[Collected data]
□ □ □ □ □ □ □
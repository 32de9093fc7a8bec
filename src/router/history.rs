//! Browser history integration.
//!
//! On `wasm32` targets these functions drive the History API through
//! `web-sys`; everywhere else (SSR, tests) they are no-ops that report
//! success, so navigation stays exercisable off-browser.
//!
//! The router owns no history state itself: it renders a URL, hands it to
//! this module, and the browser (or nothing, natively) stores it.

use serde::{Deserialize, Serialize};
use std::collections::HashMap;

/// The kind of history transition a navigation performs.
#[derive(Debug, Clone, Copy, PartialEq, Eq)]
pub enum NavigationType {
	/// Append a new history entry.
	Push,
	/// Replace the current entry in place.
	Replace,
	/// A back/forward traversal reported by the browser.
	Pop,
}

/// The state object stored with each history entry.
///
/// Serialized into the entry so that a back/forward traversal can restore
/// the matched route without re-running resolution.
#[derive(Debug, Clone, PartialEq, Eq, Default, Serialize, Deserialize)]
pub struct HistoryState {
	/// The full application URL, query string included.
	pub path: String,
	/// Path parameters extracted for the matched route.
	#[serde(default)]
	pub params: HashMap<String, String>,
	/// Name of the matched route, empty when unmatched.
	#[serde(default)]
	pub route_name: String,
}

impl HistoryState {
	/// Creates a state record for `path`.
	pub fn new(path: impl Into<String>) -> Self {
		Self {
			path: path.into(),
			..Self::default()
		}
	}

	/// Attaches extracted path parameters.
	pub fn with_params(mut self, params: HashMap<String, String>) -> Self {
		self.params = params;
		self
	}

	/// Attaches the matched route name.
	pub fn with_route_name(mut self, name: impl Into<String>) -> Self {
		self.route_name = name.into();
		self
	}
}

/// Returns the browser's current path plus query string.
#[cfg(target_arch = "wasm32")]
pub fn current_path() -> Result<String, String> {
	let window = web_sys::window().ok_or_else(|| "no window".to_string())?;
	let location = window.location();
	let path = location
		.pathname()
		.map_err(|_| "pathname unavailable".to_string())?;
	let search = location.search().unwrap_or_default();
	Ok(format!("{}{}", path, search))
}

/// Returns the browser's current path plus query string.
///
/// There is no browser outside `wasm32`; callers fall back to `/`.
#[cfg(not(target_arch = "wasm32"))]
pub fn current_path() -> Result<String, String> {
	Err("no browser history outside wasm32".to_string())
}

/// Appends a history entry for `state`.
#[cfg(target_arch = "wasm32")]
pub fn push_state(state: &HistoryState) -> Result<(), String> {
	apply_state(state, NavigationType::Push)
}

/// Replaces the current history entry with `state`.
#[cfg(target_arch = "wasm32")]
pub fn replace_state(state: &HistoryState) -> Result<(), String> {
	apply_state(state, NavigationType::Replace)
}

#[cfg(target_arch = "wasm32")]
fn apply_state(state: &HistoryState, nav_type: NavigationType) -> Result<(), String> {
	let window = web_sys::window().ok_or_else(|| "no window".to_string())?;
	let history = window
		.history()
		.map_err(|_| "history unavailable".to_string())?;

	let json = serde_json::to_string(state).map_err(|e| e.to_string())?;
	let value =
		js_sys::JSON::parse(&json).map_err(|_| "state not representable as JS".to_string())?;

	let result = match nav_type {
		NavigationType::Push => history.push_state_with_url(&value, "", Some(&state.path)),
		NavigationType::Replace => history.replace_state_with_url(&value, "", Some(&state.path)),
		NavigationType::Pop => Ok(()),
	};
	result.map_err(|_| "history rejected the transition".to_string())
}

/// Appends a history entry for `state` (native no-op).
#[cfg(not(target_arch = "wasm32"))]
pub fn push_state(state: &HistoryState) -> Result<(), String> {
	tracing::debug!(path = %state.path, "push_state outside wasm32, nothing stored");
	Ok(())
}

/// Replaces the current history entry with `state` (native no-op).
#[cfg(not(target_arch = "wasm32"))]
pub fn replace_state(state: &HistoryState) -> Result<(), String> {
	tracing::debug!(path = %state.path, "replace_state outside wasm32, nothing stored");
	Ok(())
}

#[cfg(test)]
mod tests {
	use super::*;

	#[test]
	fn test_history_state_builder() {
		let mut params = HashMap::new();
		params.insert("prepid".to_string(), "42".to_string());

		let state = HistoryState::new("/relvals/42?a=1")
			.with_params(params.clone())
			.with_route_name("relvals_edit");

		assert_eq!(state.path, "/relvals/42?a=1");
		assert_eq!(state.params, params);
		assert_eq!(state.route_name, "relvals_edit");
	}

	#[test]
	fn test_history_state_serde_round_trip() {
		let state = HistoryState::new("/tickets").with_route_name("tickets");
		let json = serde_json::to_string(&state).unwrap();
		let back: HistoryState = serde_json::from_str(&json).unwrap();
		assert_eq!(back, state);
	}

	#[test]
	#[cfg(not(target_arch = "wasm32"))]
	fn test_native_push_and_replace_succeed() {
		let state = HistoryState::new("/dashboard");
		assert!(push_state(&state).is_ok());
		assert!(replace_state(&state).is_ok());
	}

	#[test]
	#[cfg(not(target_arch = "wasm32"))]
	fn test_native_current_path_is_unavailable() {
		assert!(current_path().is_err());
	}
}
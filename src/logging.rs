//! Logging for navigation internals.
//!
//! The same macro works on both targets: on `wasm32` it writes to the
//! browser console, elsewhere it forwards to `tracing` so SSR and test
//! runs share the host's subscriber.
//!
//! | Macro | Debug assertions | WASM | Non-WASM |
//! |-------|------------------|------|----------|
//! | `debug_log!` | Required | `console.debug` | `tracing::debug!` |
//! | `warn_log!` | None | `console.warn` | `tracing::warn!` |
//!
//! `warn_log!` is always compiled in: the query codec's fail-soft
//! recovery paths report through it, and those must stay visible in
//! release builds.

/// Logs a debug message (requires `debug_assertions`).
///
/// Takes format arguments like `format!`. Compiles to a no-op in
/// release builds.
#[macro_export]
#[cfg(all(debug_assertions, target_arch = "wasm32"))]
macro_rules! debug_log {
	($($arg:tt)*) => {{
		web_sys::console::debug_1(&format!($($arg)*).into());
	}};
}

/// Logs a debug message (requires `debug_assertions`).
#[macro_export]
#[cfg(all(debug_assertions, not(target_arch = "wasm32")))]
macro_rules! debug_log {
	($($arg:tt)*) => {{
		tracing::debug!($($arg)*);
	}};
}

/// No-op `debug_log!` for release builds.
#[macro_export]
#[cfg(not(debug_assertions))]
macro_rules! debug_log {
	($($arg:tt)*) => {{}};
}

/// Logs a warning.
///
/// Takes format arguments like `format!`. Always compiled in.
#[macro_export]
#[cfg(target_arch = "wasm32")]
macro_rules! warn_log {
	($($arg:tt)*) => {{
		web_sys::console::warn_1(&format!($($arg)*).into());
	}};
}

/// Logs a warning.
#[macro_export]
#[cfg(not(target_arch = "wasm32"))]
macro_rules! warn_log {
	($($arg:tt)*) => {{
		tracing::warn!($($arg)*);
	}};
}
□ □ □ □ □ □ □
Only the lines above that hold "through" are wanted. Show every one of them.

//! On `wasm32` targets these functions drive the History API through
//! recovery paths report through it, and those must stay visible in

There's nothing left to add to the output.